(Data entries)
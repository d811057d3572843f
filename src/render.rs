//! Video assembly via ffmpeg
//!
//! Builds a concat-demuxer playlist from a session's frames and invokes
//! the external encoder as a blocking child process. The playlist is a
//! transient artifact and is removed whether or not the encode succeeds;
//! deleting the consumed frames after success is the caller's job, so a
//! failed render always leaves the frames available for a retry.

use crate::config::TimelapseConfig;
use crate::errors::TimelapseError;
use crate::store::FrameStore;
use std::fs;
use std::path::{Path, PathBuf};
use std::process::Command;

pub struct RenderPipeline {
    store: FrameStore,
    video_dir: PathBuf,
    fps: u32,
    crf: u32,
    preset: String,
    ffmpeg_path: String,
    pad_to: Option<(u32, u32)>,
}

impl RenderPipeline {
    pub fn new(config: &TimelapseConfig, store: FrameStore) -> Self {
        let pad_to = config
            .output
            .portrait
            .then_some((config.output.width, config.output.height));
        Self {
            store,
            video_dir: PathBuf::from(&config.storage.video_dir),
            fps: config.render.fps,
            crf: config.render.crf,
            preset: config.render.preset.clone(),
            ffmpeg_path: config.render.ffmpeg_path.clone(),
            pad_to,
        }
    }

    /// Assemble a session's frames into a video, in sequence order.
    ///
    /// When `expected_frames` is nonzero the frame list is capped at that
    /// many entries, so stray files left behind by an earlier crash of the
    /// same session id cannot leak into the output.
    pub fn render(
        &self,
        session_id: u64,
        expected_frames: usize,
    ) -> Result<PathBuf, TimelapseError> {
        let mut frames = self.store.list_frames(session_id);
        if expected_frames > 0 && frames.len() > expected_frames {
            log::warn!(
                "Session {} has {} frames on disk but {} were expected, ignoring the extras",
                session_id,
                frames.len(),
                expected_frames
            );
            frames.truncate(expected_frames);
        }

        if frames.is_empty() {
            return Err(TimelapseError::NoFramesFound(session_id));
        }

        // The concat demuxer needs absolute paths.
        let mut absolute = Vec::with_capacity(frames.len());
        for frame in &frames {
            let path = frame.canonicalize().map_err(|e| {
                TimelapseError::PersistenceError(format!(
                    "Failed to resolve frame path {}: {}",
                    frame.display(),
                    e
                ))
            })?;
            absolute.push(path);
        }

        let playlist = self.store.playlist_path(session_id);
        fs::write(&playlist, self.playlist_contents(&absolute)).map_err(|e| {
            TimelapseError::PersistenceError(format!("Failed to write playlist: {}", e))
        })?;
        let _playlist = PlaylistGuard::new(playlist.clone());

        let output = self.output_path(session_id);
        log::info!(
            "Rendering session {} ({} frames) to {}",
            session_id,
            frames.len(),
            output.display()
        );

        let result = Command::new(&self.ffmpeg_path)
            .args(self.encoder_args(&playlist, &output))
            .output()
            .map_err(|e| {
                TimelapseError::EncodeError(format!(
                    "Failed to run {}: {}",
                    self.ffmpeg_path, e
                ))
            })?;

        if !result.status.success() {
            return Err(TimelapseError::EncodeError(
                String::from_utf8_lossy(&result.stderr).into_owned(),
            ));
        }

        Ok(output)
    }

    /// Concat-demuxer playlist: a `file`/`duration` line pair per frame,
    /// each frame shown for 1/FPS seconds.
    pub fn playlist_contents(&self, frames: &[PathBuf]) -> String {
        let duration = 1.0 / f64::from(self.fps);
        let mut playlist = String::new();
        for frame in frames {
            playlist.push_str(&format!(
                "file '{}'\nduration {}\n",
                frame.display(),
                duration
            ));
        }
        playlist
    }

    pub fn output_path(&self, session_id: u64) -> PathBuf {
        self.video_dir.join(format!("out{}.mp4", session_id))
    }

    fn encoder_args(&self, playlist: &Path, output: &Path) -> Vec<String> {
        let mut args = vec![
            "-f".to_string(),
            "concat".to_string(),
            "-safe".to_string(),
            "0".to_string(),
            "-i".to_string(),
            playlist.to_string_lossy().into_owned(),
            "-r".to_string(),
            self.fps.to_string(),
        ];

        if let Some((w, h)) = self.pad_to {
            args.push("-vf".to_string());
            args.push(format!(
                "scale={w}:{h}:force_original_aspect_ratio=decrease,pad={w}:{h}:(ow-iw)/2:(oh-ih)/2,setsar=1"
            ));
        }

        args.extend([
            "-c:v".to_string(),
            "libx264".to_string(),
            "-pix_fmt".to_string(),
            "yuv420p".to_string(),
            "-crf".to_string(),
            self.crf.to_string(),
            "-preset".to_string(),
            self.preset.clone(),
            "-y".to_string(),
            output.to_string_lossy().into_owned(),
        ]);
        args
    }
}

/// Removes the playlist file when the render attempt ends, success or not.
struct PlaylistGuard {
    path: PathBuf,
}

impl PlaylistGuard {
    fn new(path: PathBuf) -> Self {
        Self { path }
    }
}

impl Drop for PlaylistGuard {
    fn drop(&mut self) {
        if self.path.exists() {
            if let Err(e) = fs::remove_file(&self.path) {
                log::warn!("Failed to remove playlist {}: {}", self.path.display(), e);
            }
        }
    }
}

#[cfg(test)]
mod tests {
    use super::*;

    fn pipeline(config: &TimelapseConfig) -> RenderPipeline {
        RenderPipeline::new(config, FrameStore::new(&config.storage))
    }

    #[test]
    fn test_encoder_args_landscape() {
        let config = TimelapseConfig::default();
        let p = pipeline(&config);
        let args = p.encoder_args(Path::new("/tmp/list.txt"), Path::new("/tmp/out1.mp4"));

        assert_eq!(args[0..2], ["-f", "concat"]);
        assert!(args.contains(&"-safe".to_string()));
        assert!(args.contains(&"libx264".to_string()));
        assert!(args.contains(&"yuv420p".to_string()));
        assert!(args.contains(&"-y".to_string()));
        assert!(!args.contains(&"-vf".to_string()));
        assert_eq!(args.last().unwrap(), "/tmp/out1.mp4");
    }

    #[test]
    fn test_encoder_args_portrait_filter() {
        let mut config = TimelapseConfig::default();
        config.output.portrait = true;
        let p = pipeline(&config);
        let args = p.encoder_args(Path::new("list.txt"), Path::new("out.mp4"));

        let vf = args.iter().position(|a| a == "-vf").expect("-vf present");
        let filter = &args[vf + 1];
        assert!(filter.contains("scale=720:1280"));
        assert!(filter.contains("pad=720:1280"));
        assert!(filter.contains("setsar=1"));
    }

    #[test]
    fn test_playlist_duration_from_fps() {
        let config = TimelapseConfig::default();
        let p = pipeline(&config);
        let contents =
            p.playlist_contents(&[PathBuf::from("/f/a.jpg"), PathBuf::from("/f/b.jpg")]);
        assert_eq!(
            contents,
            "file '/f/a.jpg'\nduration 0.04\nfile '/f/b.jpg'\nduration 0.04\n"
        );
    }
}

What the exercise asks
In the entries above, how many lines hold "safe"? Answer with the number alone.

Response to the task
2